From hospitality to hospital: TPCH Kitchen Supervisor Joan sweetens patients’ stays

Joan Fernandes has spent the past 32 years in some of the world’s largest kitchens, spanning hotels and famous pastry shops in India, the UK and Australia.

But one stands out from the rest – the 120-person The Prince Charles Hospital (TPCH) kitchen where she has traded in her pastry chef skills to cook for a wider audience of those who are unwell and need it most.

TPCH Kitchen Supervisor Joan FernandesGrowing up in India, her mum and sister both worked as nurses and encouraged Joan to follow suit. But Joan chose to forge her own path training as a qualified chef before nabbing a role at one of Bombay’s largest hotels.

Little did she know that 17 years on, she would be working in a health setting herself, using her culinary magic to brighten the days of those in hospital.

This week marks one year of the hospital’s room service program, a Queensland Health-first pilot which has allowed patients to order freely from a plentiful menu.
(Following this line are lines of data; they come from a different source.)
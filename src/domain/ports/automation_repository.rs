//! Automation repository port.

use async_trait::async_trait;
use chrono::{DateTime, Utc};

use crate::domain::errors::EngineResult;
use crate::domain::models::Automation;

/// Repository interface for persisted automations.
#[async_trait]
pub trait AutomationRepository: Send + Sync {
    /// Load every stored automation, enabled or not.
    async fn load_all(&self) -> EngineResult<Vec<Automation>>;

    /// Record when an automation last fired.
    async fn update_last_triggered(&self, id: i64, when: DateTime<Utc>) -> EngineResult<()>;
}
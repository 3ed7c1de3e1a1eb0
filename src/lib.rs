//! Hearth - home-automation engine
//!
//! Ingests events from heterogeneous device integrations, normalizes them
//! into a canonical event model, maintains an in-memory state snapshot for
//! every entity, evaluates user-defined automations against the stream,
//! and dispatches service calls back through integrations with retries,
//! timeouts, and per-automation sequencing.

pub mod application;
pub mod domain;
pub mod infrastructure;
pub mod integrations;
pub mod services;

// Re-export key types for convenience
pub use application::{Engine, Repositories};
pub use domain::{EngineError, EngineResult};
pub use infrastructure::database::DatabaseConnection;
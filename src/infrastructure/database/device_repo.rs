//! SQLite implementation of the device repository.

use async_trait::async_trait;
use chrono::Utc;
use sqlx::{Row, SqlitePool};

use crate::domain::errors::{EngineError, EngineResult};
use crate::domain::models::Device;
use crate::domain::ports::DeviceRepository;
use crate::infrastructure::database::utils::{parse_datetime, parse_json_or};

pub struct DeviceRepositoryImpl {
    pool: SqlitePool,
}

impl DeviceRepositoryImpl {
    pub fn new(pool: SqlitePool) -> Self {
        Self { pool }
    }

    fn row_to_device(row: &sqlx::sqlite::SqliteRow) -> EngineResult<Device> {
        Ok(Device {
            id: row.get("id"),
            integration_id: row.get("integration_id"),
            device_type: row
                .get::<String, _>("device_type")
                .parse()
                .map_err(EngineError::Storage)?,
            name: row.get("name"),
            metadata: parse_json_or(&row.get::<String, _>("metadata"), serde_json::Map::new())?,
            enabled: row.get::<i64, _>("enabled") != 0,
            available: row.get::<i64, _>("available") != 0,
            created_at: parse_datetime(&row.get::<String, _>("created_at"))?,
        })
    }
}

const DEVICE_COLUMNS: &str =
    "id, integration_id, device_type, name, metadata, enabled, available, created_at";

#[async_trait]
impl DeviceRepository for DeviceRepositoryImpl {
    async fn add(&self, device: &Device) -> EngineResult<()> {
        let metadata = serde_json::to_string(&device.metadata)?;
        let created_at = device.created_at.to_rfc3339();
        let now = Utc::now().to_rfc3339();
        sqlx::query(
            "INSERT INTO devices (id, integration_id, device_type, name, metadata, enabled, available, created_at, updated_at)
             VALUES (?1, ?2, ?3, ?4, ?5, ?6, ?7, ?8, ?9)",
        )
        .bind(&device.id)
        .bind(device.integration_id)
        .bind(device.device_type.as_str())
        .bind(&device.name)
        .bind(&metadata)
        .bind(i64::from(device.enabled))
        .bind(i64::from(device.available))
        .bind(&created_at)
        .bind(&now)
        .execute(&self.pool)
        .await?;
        Ok(())
    }

    async fn update(&self, device: &Device) -> EngineResult<()> {
        let metadata = serde_json::to_string(&device.metadata)?;
        let now = Utc::now().to_rfc3339();
        sqlx::query(
            "UPDATE devices SET integration_id = ?2, device_type = ?3, name = ?4, metadata = ?5,
             enabled = ?6, available = ?7, updated_at = ?8 WHERE id = ?1",
        )
        .bind(&device.id)
        .bind(device.integration_id)
        .bind(device.device_type.as_str())
        .bind(&device.name)
        .bind(&metadata)
        .bind(i64::from(device.enabled))
        .bind(i64::from(device.available))
        .bind(&now)
        .execute(&self.pool)
        .await?;
        Ok(())
    }

    async fn get(&self, id: &str) -> EngineResult<Option<Device>> {
        let row = sqlx::query(&format!(
            "SELECT {DEVICE_COLUMNS} FROM devices WHERE id = ?1"
        ))
        .bind(id)
        .fetch_optional(&self.pool)
        .await?;
        row.as_ref().map(Self::row_to_device).transpose()
    }

    async fn get_all(&self) -> EngineResult<Vec<Device>> {
        let rows = sqlx::query(&format!("SELECT {DEVICE_COLUMNS} FROM devices"))
            .fetch_all(&self.pool)
            .await?;
        rows.iter().map(Self::row_to_device).collect()
    }

    async fn get_by_integration(&self, integration_id: i64) -> EngineResult<Vec<Device>> {
        let rows = sqlx::query(&format!(
            "SELECT {DEVICE_COLUMNS} FROM devices WHERE integration_id = ?1"
        ))
        .bind(integration_id)
        .fetch_all(&self.pool)
        .await?;
        rows.iter().map(Self::row_to_device).collect()
    }

    async fn delete(&self, id: &str) -> EngineResult<()> {
        sqlx::query("DELETE FROM devices WHERE id = ?1")
            .bind(id)
            .execute(&self.pool)
            .await?;
        Ok(())
    }
}
//! Domain layer: models, errors, and the ports the engine consumes.

pub mod errors;
pub mod models;
pub mod ports;

pub use errors::{EngineError, EngineResult};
Joan, who is now a Senior Supervisor in the kitchen, said choice was important to all – not only in big hotels but for patients in hospitals too.

“The room service program has received so much praise and people will often write us thank you notes on their food tray,” Joan said.

“You can have all-day breakfast should you sleep in late, or scrambled eggs for dinner if you want to – the opportunity to choose is so important for our patients and I would like to see all hospitals embrace this model.”

As well as boosting patient satisfaction, Joan said the program has reduced food waste with significant sustainability benefits for the hospital.

To celebrate the birthday of the room service pilot program this week, Joan drew on her well-developed baking skills from her past career to create an elaborate rainbow mud cake for some lucky patients and staff.

“Desserts and pastries were my specialty but these days I reserve these for special occasions or requests with friends and family,” Joan said.

“Often our work from the kitchen is the small joy in a patient’s stay – and to see their smile or to make them happy during a tough time, that makes it all worthwhile.”